Bill wrote:
The foundation of Christianity is built on quick sand.
According to church doctrine;
Christ was born by the Virgin Mary in a cold manger.
A manger is the trough in which an animal's feed is placed. Jesus was laid in
the manger but wasn't born in it.
He was born approximately 50,000 or more years after man appeared on the
earth.
You are off by a great deal. It was "officially" determined in the mid 1600s by
Bishop James Usher of Armagh, Ireland, that the date of creation was 4004 BC
(specifically, on Saturday, October 23, about mid morning.)
A little late to save those
millions that had come before he decided to come to earth to save mankind.
Christ was born and grew up as a normal human and became an ordinary
carpenter.
In middle age he took up preaching about God and how to be saved.
If you take the Gospels as an accurate account, you see in Luke that Jesus
began his ministry much earlier, around the age of 12. (See Luke 2:41-52)
Unfortunately he could not afford or create international radio, TV or Jet
travel so his sermons and pronouncements only reached a very small fraction
of the human race.
There are no writings BY Jesus so he apparently was illiterate.
Very likely untrue. Literacy was highly valued, particularly within the
Pharisaic movement which created the concept of synagogue, a place where men
could gather and discuss Scripture. That Jesus was discussing the Torah in a
synagogue at the age of 12 and that most of the parables recorded in the
Gospels were lifted directly from Pharisee teachings strongly implies that
Jesus, if not his family, was involved in the Pharisee movement and was
therefore, most likely, quite literate.
That he left no doctrinal writings shouldn't be surprising, as all internal
evidence is that Jesus started a *political* movement with spiritual backing.

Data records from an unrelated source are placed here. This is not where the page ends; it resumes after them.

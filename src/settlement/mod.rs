//! The draw settlement engine core

pub mod classifier;
pub mod normalizer;
pub mod orchestrator;
pub mod payout;

pub use classifier::{Classifier, Decision};
pub use normalizer::normalize_results;
pub use orchestrator::{SettlementEngine, SettlementReport, WagerFailure, WagerOutcome};
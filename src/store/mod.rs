//! Persistence seams and their in-memory reference implementations

pub mod memory;
pub mod traits;

pub use memory::{MemoryBetStore, MemoryCatalog, MemoryDrawStore, MemoryLedger};
pub use traits::{BalanceLedger, BetStore, CatalogStore, DrawStore};
//! Settlement orchestrator
//!
//! Drives a full settlement run: normalize the operator's results, claim
//! each pending wager, classify it, pay winners, and report what happened.
//! Runs are serialized per draw; each wager is an independent unit of work,
//! so one failing wager never corrupts the others.

use dashmap::mapref::entry::Entry;
use dashmap::DashMap;
use serde::Serialize;
use std::sync::Arc;
use tracing::{debug, error, info, warn};
use uuid::Uuid;

use crate::config::EngineConfig;
use crate::errors::{EngineError, Result};
use crate::events::{EventBus, SettlementEvent};
use crate::models::{Draw, DrawStatus, PrizeSubmission, TierResult, Wager, WagerStatus, TIER_COUNT};
use crate::settlement::classifier::Classifier;
use crate::settlement::normalizer::normalize_results;
use crate::settlement::payout;
use crate::store::traits::{BalanceLedger, BetStore, CatalogStore, DrawStore};

/// Terminal outcome of one wager within a settlement run
#[derive(Debug, Clone, Serialize)]
pub struct WagerOutcome {
    pub wager_id: Uuid,
    pub user_id: Uuid,
    pub status: WagerStatus,
    /// Minor units; zero on a loss
    pub payout: u64,
}

/// A wager the run could not settle. Retryable failures clear on a
/// re-invocation; the rest are parked pending for manual review.
#[derive(Debug, Clone, Serialize)]
pub struct WagerFailure {
    pub wager_id: Uuid,
    pub reason: String,
    pub retryable: bool,
}

/// What a settlement run did
#[derive(Debug, Clone, Serialize)]
pub struct SettlementReport {
    pub draw: Draw,
    pub outcomes: Vec<WagerOutcome>,
    pub failures: Vec<WagerFailure>,
}

impl SettlementReport {
    pub fn winners(&self) -> usize {
        self.outcomes
            .iter()
            .filter(|o| o.status == WagerStatus::Won)
            .count()
    }

    /// Sum of payouts credited in this run
    pub fn total_paid(&self) -> u64 {
        self.outcomes.iter().map(|o| o.payout).sum()
    }
}

/// Releases the per-draw settlement slot on drop
struct DrawGuard<'a> {
    slots: &'a DashMap<Uuid, ()>,
    draw_id: Uuid,
}

impl<'a> DrawGuard<'a> {
    fn acquire(slots: &'a DashMap<Uuid, ()>, draw_id: Uuid) -> Result<Self> {
        match slots.entry(draw_id) {
            Entry::Occupied(_) => Err(EngineError::ConcurrencyConflict(draw_id)),
            Entry::Vacant(slot) => {
                slot.insert(());
                Ok(Self { slots, draw_id })
            }
        }
    }
}

impl Drop for DrawGuard<'_> {
    fn drop(&mut self) {
        self.slots.remove(&self.draw_id);
    }
}

/// The settlement engine. One instance serves all draws; overlapping runs
/// for the same draw are rejected with a retryable conflict.
pub struct SettlementEngine {
    catalog: Arc<dyn CatalogStore>,
    draws: Arc<dyn DrawStore>,
    bets: Arc<dyn BetStore>,
    ledger: Arc<dyn BalanceLedger>,
    config: EngineConfig,
    events: EventBus,
    in_flight: DashMap<Uuid, ()>,
}

impl SettlementEngine {
    pub fn new(
        catalog: Arc<dyn CatalogStore>,
        draws: Arc<dyn DrawStore>,
        bets: Arc<dyn BetStore>,
        ledger: Arc<dyn BalanceLedger>,
        config: EngineConfig,
    ) -> Result<Self> {
        config.validate()?;
        let events = EventBus::new(config.event_capacity);
        Ok(Self {
            catalog,
            draws,
            bets,
            ledger,
            config,
            events,
            in_flight: DashMap::new(),
        })
    }

    /// Listen for "draw settled" events
    pub fn subscribe(&self) -> tokio::sync::broadcast::Receiver<SettlementEvent> {
        self.events.subscribe()
    }

    /// Publish results for a draw and settle every outstanding wager on it.
    /// Validation happens before any wager is touched. Re-invoking on an
    /// already-settled draw is a no-op beyond the skipped claims.
    pub async fn settle_draw(
        &self,
        draw_id: Uuid,
        submissions: &[PrizeSubmission; TIER_COUNT],
    ) -> Result<SettlementReport> {
        let _guard = DrawGuard::acquire(&self.in_flight, draw_id)?;
        let draw = normalize_results(
            self.draws.as_ref(),
            self.catalog.as_ref(),
            draw_id,
            submissions,
        )
        .await?;
        self.run(draw, false).await
    }

    /// Correct a completed draw's results: reverse every payout applied by
    /// the previous run, reopen the draw under a new revision, then settle
    /// against the corrected results.
    pub async fn correct_draw(
        &self,
        draw_id: Uuid,
        submissions: &[PrizeSubmission; TIER_COUNT],
    ) -> Result<SettlementReport> {
        let _guard = DrawGuard::acquire(&self.in_flight, draw_id)?;
        let mut draw = self
            .draws
            .draw(draw_id)
            .await?
            .ok_or_else(|| EngineError::not_found("draw", draw_id))?;
        if draw.status != DrawStatus::Completed {
            return Err(EngineError::Validation(format!(
                "draw {} is not completed; nothing to correct",
                draw_id
            )));
        }

        let reversed = self.reverse_payouts(&draw).await?;
        info!(draw_id = %draw_id, reversed, "previous payouts reversed for correction");

        draw.status = DrawStatus::Pending;
        draw.revision += 1;
        draw.tiers = <[TierResult; TIER_COUNT]>::default();
        self.draws.put_draw(&draw).await?;

        let draw = normalize_results(
            self.draws.as_ref(),
            self.catalog.as_ref(),
            draw_id,
            submissions,
        )
        .await?;
        self.run(draw, true).await
    }

    /// Debit every previously-won wager and reset it to pending. Debits are
    /// idempotent per (wager, revision), so a correction interrupted midway
    /// can simply be re-invoked.
    async fn reverse_payouts(&self, draw: &Draw) -> Result<usize> {
        let mut reversed = 0;
        for wager in self.bets.wagers_by_draw(draw.id).await? {
            if wager.status != WagerStatus::Won {
                continue;
            }
            let amount = wager.win_amount.ok_or_else(|| {
                EngineError::Consistency(format!(
                    "wager {} is won but carries no win amount",
                    wager.id
                ))
            })?;
            let op_id = format!("reverse:{}:r{}", wager.id, draw.revision);
            self.ledger.debit(wager.user_id, amount, &op_id).await?;
            self.bets.reset_won_to_pending(wager.id).await?;
            reversed += 1;
        }
        Ok(reversed)
    }

    async fn run(&self, draw: Draw, correction: bool) -> Result<SettlementReport> {
        let wagers = self.bets.wagers_by_draw(draw.id).await?;
        let total = wagers.len();
        let mut outcomes = Vec::with_capacity(total);
        let mut failures = Vec::new();

        for wager in wagers {
            if wager.is_terminal() {
                continue;
            }
            if wager.status == WagerStatus::Processing {
                // A previous run died holding the claim; the operator must
                // release it before this wager can settle.
                failures.push(WagerFailure {
                    wager_id: wager.id,
                    reason: "wager is claimed by an interrupted run".to_string(),
                    retryable: true,
                });
                continue;
            }
            match self.bets.claim(wager.id).await {
                Ok(true) => {}
                Ok(false) => continue,
                Err(err) => {
                    failures.push(WagerFailure {
                        wager_id: wager.id,
                        reason: err.to_string(),
                        retryable: err.is_retryable(),
                    });
                    continue;
                }
            }
            match self.settle_one(&wager, &draw).await {
                Ok(outcome) => {
                    if self.config.log_decisions {
                        debug!(
                            wager_id = %outcome.wager_id,
                            status = ?outcome.status,
                            payout = outcome.payout,
                            "wager settled"
                        );
                    }
                    outcomes.push(outcome);
                }
                Err(failure) => failures.push(failure),
            }
        }

        let report = SettlementReport {
            draw,
            outcomes,
            failures,
        };
        info!(
            draw_id = %report.draw.id,
            correction,
            wagers = total,
            settled = report.outcomes.len(),
            winners = report.winners(),
            total_paid = report.total_paid(),
            failures = report.failures.len(),
            "settlement run finished"
        );
        self.events.publish(SettlementEvent {
            draw_id: report.draw.id,
            correction,
            settled: report.outcomes.len(),
            winners: report.winners(),
            total_paid: report.total_paid(),
            failures: report.failures.len(),
        });
        Ok(report)
    }

    /// One wager's unit of work. The wager is already claimed; every exit
    /// path either records a terminal state or releases the claim.
    async fn settle_one(
        &self,
        wager: &Wager,
        draw: &Draw,
    ) -> std::result::Result<WagerOutcome, WagerFailure> {
        match self.catalog.game_mode(wager.game_mode_id).await {
            Ok(Some(_)) => {}
            Ok(None) => {
                let reason = format!(
                    "wager {} references unknown game mode {}",
                    wager.id, wager.game_mode_id
                );
                return Err(self.park(wager, EngineError::Consistency(reason)).await);
            }
            Err(err) => return Err(self.park(wager, err).await),
        }

        let decision = match Classifier::new(self.catalog.as_ref())
            .classify(wager, draw)
            .await
        {
            Ok(decision) => decision,
            Err(err) => return Err(self.park(wager, err).await),
        };

        if !decision.won {
            return match self
                .bets
                .record_outcome(wager.id, WagerStatus::Lost, None)
                .await
            {
                Ok(()) => Ok(WagerOutcome {
                    wager_id: wager.id,
                    user_id: wager.user_id,
                    status: WagerStatus::Lost,
                    payout: 0,
                }),
                Err(err) => Err(self.park(wager, err).await),
            };
        }

        let paid = match payout::compute(wager, &decision, self.config.rounding) {
            Ok(paid) => paid,
            Err(err) => return Err(self.park(wager, err).await),
        };

        // Credit before the wager write. The operation id is stable across
        // retries, so a run that dies between the two converges on
        // re-invocation instead of paying twice.
        let op_id = format!("settle:{}:r{}", wager.id, draw.revision);
        if let Err(err) = self.ledger.credit(wager.user_id, paid, &op_id).await {
            return Err(self.park(wager, err).await);
        }
        if let Err(err) = self
            .bets
            .record_outcome(wager.id, WagerStatus::Won, Some(paid))
            .await
        {
            return Err(self.park(wager, err).await);
        }

        Ok(WagerOutcome {
            wager_id: wager.id,
            user_id: wager.user_id,
            status: WagerStatus::Won,
            payout: paid,
        })
    }

    /// Return a claimed wager to pending and turn the error into a
    /// per-wager failure record
    async fn park(&self, wager: &Wager, err: EngineError) -> WagerFailure {
        if let Err(release_err) = self.bets.release(wager.id).await {
            error!(
                wager_id = %wager.id,
                error = %release_err,
                "failed to release claim; wager needs manual release"
            );
        }
        let retryable = err.is_retryable();
        if retryable {
            warn!(wager_id = %wager.id, error = %err, "wager settlement failed; retryable");
        } else {
            warn!(wager_id = %wager.id, error = %err, "wager parked for manual review");
        }
        WagerFailure {
            wager_id: wager.id,
            reason: err.to_string(),
            retryable,
        }
    }
}
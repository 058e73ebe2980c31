//! Plain-text map files.
//!
//! One row per line, one glyph per column. The first glyph of the first
//! line is `(1,1)`; `y` grows downward. A space is open floor, any other
//! glyph is a wall. Carriage returns are ignored so files edited on any
//! platform load the same way.

use std::path::Path;

use gridworld_types::Coord;
use tracing::info;

use crate::cell::Cell;
use crate::error::WorldError;
use crate::spatial_map::SpatialMap;

/// Parse map text into a [`SpatialMap`].
///
/// # Errors
///
/// Returns [`WorldError::EmptyMap`] if the text contains no glyphs.
pub fn parse_map(text: &str) -> Result<SpatialMap, WorldError> {
    let mut map = SpatialMap::new();
    let mut y: i32 = 1;
    for line in text.split('\n') {
        let mut x: i32 = 1;
        for glyph in line.chars().filter(|c| *c != '\r') {
            map.insert(Cell::from_glyph(Coord::new(x, y), glyph))?;
            x = x.saturating_add(1);
        }
        y = y.saturating_add(1);
    }
    if map.is_empty() {
        return Err(WorldError::EmptyMap);
    }
    Ok(map)
}

/// Read and parse a map file.
///
/// # Errors
///
/// Returns [`WorldError::Io`] if the file cannot be read, or
/// [`WorldError::EmptyMap`] if it contains no glyphs.
pub fn load_map(path: &Path) -> Result<SpatialMap, WorldError> {
    let text = std::fs::read_to_string(path).map_err(|source| WorldError::Io {
        path: path.to_path_buf(),
        source,
    })?;
    let map = parse_map(&text)?;
    info!(path = %path.display(), cells = map.len(), "map loaded");
    Ok(map)
}
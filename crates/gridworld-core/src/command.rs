//! Commands, their parsed form, and the submission handle.
//!
//! A [`Command`] carries the raw text a client (or an NPC task) sent plus a
//! private one-shot reply channel. The [`Submitter`] validates and enqueues
//! commands without ever waiting on the tick loop; the caller then awaits
//! the reply, which the tick loop sends exactly once after applying the
//! command.
//!
//! Text is interpreted by [`Instruction::parse`]: anything starting with
//! `>` is a [`Directive`], everything else is a movement key.

use gridworld_types::{ActorId, CommandStatus, Direction, Viewport};
use tokio::sync::{mpsc, oneshot};
use tracing::warn;

/// Prefix that marks a directive.
pub const DIRECTIVE_PREFIX: char = '>';

/// Reply for a submission without an actor identifier.
pub const MISSING_ACTOR: &str = "provide a uid string";

/// Reply for a submission without command text.
pub const MISSING_TEXT: &str = "provide a key pressed";

/// A queued command awaiting the next tick.
#[derive(Debug)]
pub struct Command {
    /// Actor issuing the command.
    pub actor: ActorId,
    /// Trimmed command text.
    pub text: String,
    /// Reply channel; consumed by [`Command::acknowledge`].
    reply: oneshot::Sender<CommandStatus>,
}

impl Command {
    /// Create a command and the receiver its acknowledgement arrives on.
    pub fn new(
        actor: ActorId,
        text: impl Into<String>,
    ) -> (Self, oneshot::Receiver<CommandStatus>) {
        let (reply, rx) = oneshot::channel();
        (
            Self {
                actor,
                text: text.into(),
                reply,
            },
            rx,
        )
    }

    /// Send the acknowledgement. Consumes the command, so it can only
    /// happen once.
    pub fn acknowledge(self, status: CommandStatus) {
        if self.reply.send(status).is_err() {
            warn!(actor = %self.actor, "command acknowledgement dropped: submitter went away");
        }
    }
}

/// A parsed directive verb.
#[derive(Debug, Clone, PartialEq, Eq)]
pub enum Directive {
    /// Install the help overlay.
    Help,
    /// Remove the current overlay.
    Clear,
    /// Change the actor's viewport. `None` when the arguments were wrong,
    /// which makes the directive a no-op.
    Resize(Option<Viewport>),
    /// Install the self-refreshing profile overlay.
    Profile,
    /// Damage adjacent actors.
    Attack,
    /// Anything else; carries the verb for the reply message.
    Unknown(String),
}

/// What a command's text asks for.
#[derive(Debug, Clone, PartialEq, Eq)]
pub enum Instruction {
    /// Step in a direction. `None` for an unrecognized key, which leaves
    /// the actor where it is.
    Move(Option<Direction>),
    /// Run a directive.
    Directive(Directive),
}

impl Instruction {
    /// Interpret command text.
    pub fn parse(text: &str) -> Self {
        text.strip_prefix(DIRECTIVE_PREFIX).map_or_else(
            || Self::Move(Direction::from_key(text.trim())),
            |rest| Self::Directive(Directive::parse(rest)),
        )
    }
}

impl Directive {
    /// Parse the text following the `>` prefix. Case-insensitive.
    pub fn parse(body: &str) -> Self {
        let lowered = body.trim().to_lowercase();
        let parts: Vec<&str> = lowered.split_whitespace().collect();
        let verb = parts.first().copied().unwrap_or_default();
        match verb {
            "help" => Self::Help,
            "clear" => Self::Clear,
            "resize" => Self::Resize(parse_resize(&parts)),
            "profile" => Self::Profile,
            "attack" => Self::Attack,
            other => Self::Unknown(other.to_owned()),
        }
    }
}

/// `resize W H` takes exactly two dimensions.
fn parse_resize(parts: &[&str]) -> Option<Viewport> {
    match parts {
        [_, width, height] => Some(Viewport::new(width.parse().ok()?, height.parse().ok()?)),
        _ => None,
    }
}

/// Cloneable handle that validates and enqueues commands.
///
/// Sending never blocks: the channel is unbounded and drained into the
/// world's pending queue by the intake task.
#[derive(Debug, Clone)]
pub struct Submitter {
    /// Intake side of the command channel.
    tx: mpsc::UnboundedSender<Command>,
}

impl Submitter {
    /// Wrap the sending half of the intake channel.
    pub const fn new(tx: mpsc::UnboundedSender<Command>) -> Self {
        Self { tx }
    }

    /// Submit a command and wait for its acknowledgement.
    ///
    /// Blank identifiers or text are rejected with
    /// [`StatusCode::BadRequest`](gridworld_types::StatusCode::BadRequest)
    /// before anything is queued. If the engine has stopped the reply is
    /// [`CommandStatus::unavailable`].
    pub async fn submit(&self, actor: &str, text: &str) -> CommandStatus {
        let actor = actor.trim();
        if actor.is_empty() {
            return CommandStatus::bad_request(MISSING_ACTOR);
        }
        let text = text.trim();
        if text.is_empty() {
            return CommandStatus::bad_request(MISSING_TEXT);
        }
        let (command, rx) = Command::new(ActorId::new(actor), text);
        if self.tx.send(command).is_err() {
            return CommandStatus::unavailable();
        }
        rx.await.unwrap_or_else(|_| CommandStatus::unavailable())
    }
}

#[cfg(test)]
#[allow(clippy::unwrap_used)]
mod tests {
    use gridworld_types::StatusCode;

    use super::*;

    #[test]
    fn movement_keys_parse_as_moves() {
        assert_eq!(
            Instruction::parse("mw"),
            Instruction::Move(Some(Direction::Up))
        );
        assert_eq!(
            Instruction::parse("md"),
            Instruction::Move(Some(Direction::Right))
        );
        assert_eq!(Instruction::parse("zz"), Instruction::Move(None));
    }

    #[test]
    fn directives_are_case_insensitive_and_trimmed() {
        assert_eq!(
            Instruction::parse(">  HeLp "),
            Instruction::Directive(Directive::Help)
        );
        assert_eq!(Directive::parse("attack"), Directive::Attack);
        assert_eq!(Directive::parse("clear"), Directive::Clear);
        assert_eq!(Directive::parse("profile"), Directive::Profile);
    }

    #[test]
    fn resize_needs_exactly_two_numeric_arguments() {
        assert_eq!(
            Directive::parse("resize 100 30"),
            Directive::Resize(Some(Viewport::new(100, 30)))
        );
        assert_eq!(Directive::parse("resize 100"), Directive::Resize(None));
        assert_eq!(Directive::parse("resize 1 2 3"), Directive::Resize(None));
        assert_eq!(Directive::parse("resize a b"), Directive::Resize(None));
        assert_eq!(Directive::parse("resize -1 5"), Directive::Resize(None));
    }

    #[test]
    fn unknown_verbs_keep_their_name() {
        assert_eq!(
            Directive::parse("dance now"),
            Directive::Unknown("dance".to_owned())
        );
        assert_eq!(Directive::parse(""), Directive::Unknown(String::new()));
    }

    #[tokio::test]
    async fn blank_fields_are_rejected_before_enqueue() {
        let (tx, mut rx) = mpsc::unbounded_channel();
        let submitter = Submitter::new(tx);

        let status = submitter.submit("  ", "mw").await;
        assert_eq!(status.code, StatusCode::BadRequest);
        assert_eq!(status.message, MISSING_ACTOR);

        let status = submitter.submit("alice", " ").await;
        assert_eq!(status.code, StatusCode::BadRequest);
        assert_eq!(status.message, MISSING_TEXT);

        assert!(rx.try_recv().is_err());
    }

    #[tokio::test]
    async fn submit_waits_for_acknowledgement() {
        let (tx, mut rx) = mpsc::unbounded_channel::<Command>();
        let submitter = Submitter::new(tx);
        let responder = tokio::spawn(async move {
            let command = rx.recv().await.unwrap();
            assert_eq!(command.actor.as_str(), "alice");
            assert_eq!(command.text, ">help");
            command.acknowledge(CommandStatus::ok_with("done"));
        });
        let status = submitter.submit(" alice ", " >help ").await;
        assert_eq!(status, CommandStatus::ok_with("done"));
        responder.await.unwrap();
    }

    #[tokio::test]
    async fn closed_intake_reports_unavailable() {
        let (tx, rx) = mpsc::unbounded_channel::<Command>();
        drop(rx);
        let status = Submitter::new(tx).submit("alice", "mw").await;
        assert_eq!(status.code, StatusCode::Unavailable);
    }

    #[tokio::test]
    async fn dropped_command_reports_unavailable() {
        let (tx, mut rx) = mpsc::unbounded_channel::<Command>();
        let submitter = Submitter::new(tx);
        let dropper = tokio::spawn(async move {
            drop(rx.recv().await);
        });
        let status = submitter.submit("alice", "mw").await;
        assert_eq!(status.code, StatusCode::Unavailable);
        dropper.await.unwrap();
    }
}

It did not become a religious movement until well after Jesus' martyrdom, when
Paul tried to start a new religion.
In middle age he chose to die by being nailed to a cross to atone for
peoples sins. If he was God why didn't he just forgive them?
He then went to heaven and several centuries later the Gospels were written
as his instructions to the human race.
The earliest Gospel, called Q (from Quelle, German for "source") was most
likely written down soon after the alleged events. It, in turn, became the
primary source for both Matthew and Mark. The earliest known of the existing
Gospels is Matthew, written about 70 AD. The latest of the Gospels was John,
likely written about 140 AD. To say that they were written "centuries" latter
is an exaggeration.
This whole story has less logic and plausibility than the Santa Claus
stories.
Most of the points you raise are among the reasons I am no longer a Christian.
According to Christian teachings, there are millions and millions of people in
Hell right now who were never given the remotest chance of salvation. Either
they lived before the coming of Jesus or they lived afterwards and never had a
chance to hear the Gospel or they hear the Gospel but rejected it because the
missionaries were bent on cultural genocide or exhibited a "convert or die"
approach. I simply can not honor such a Being.
--
Gregory Gadow
techbear@serv.net
http://www.serv.net/~techbear
"If you make yourself a sheep, the wolves will eat you."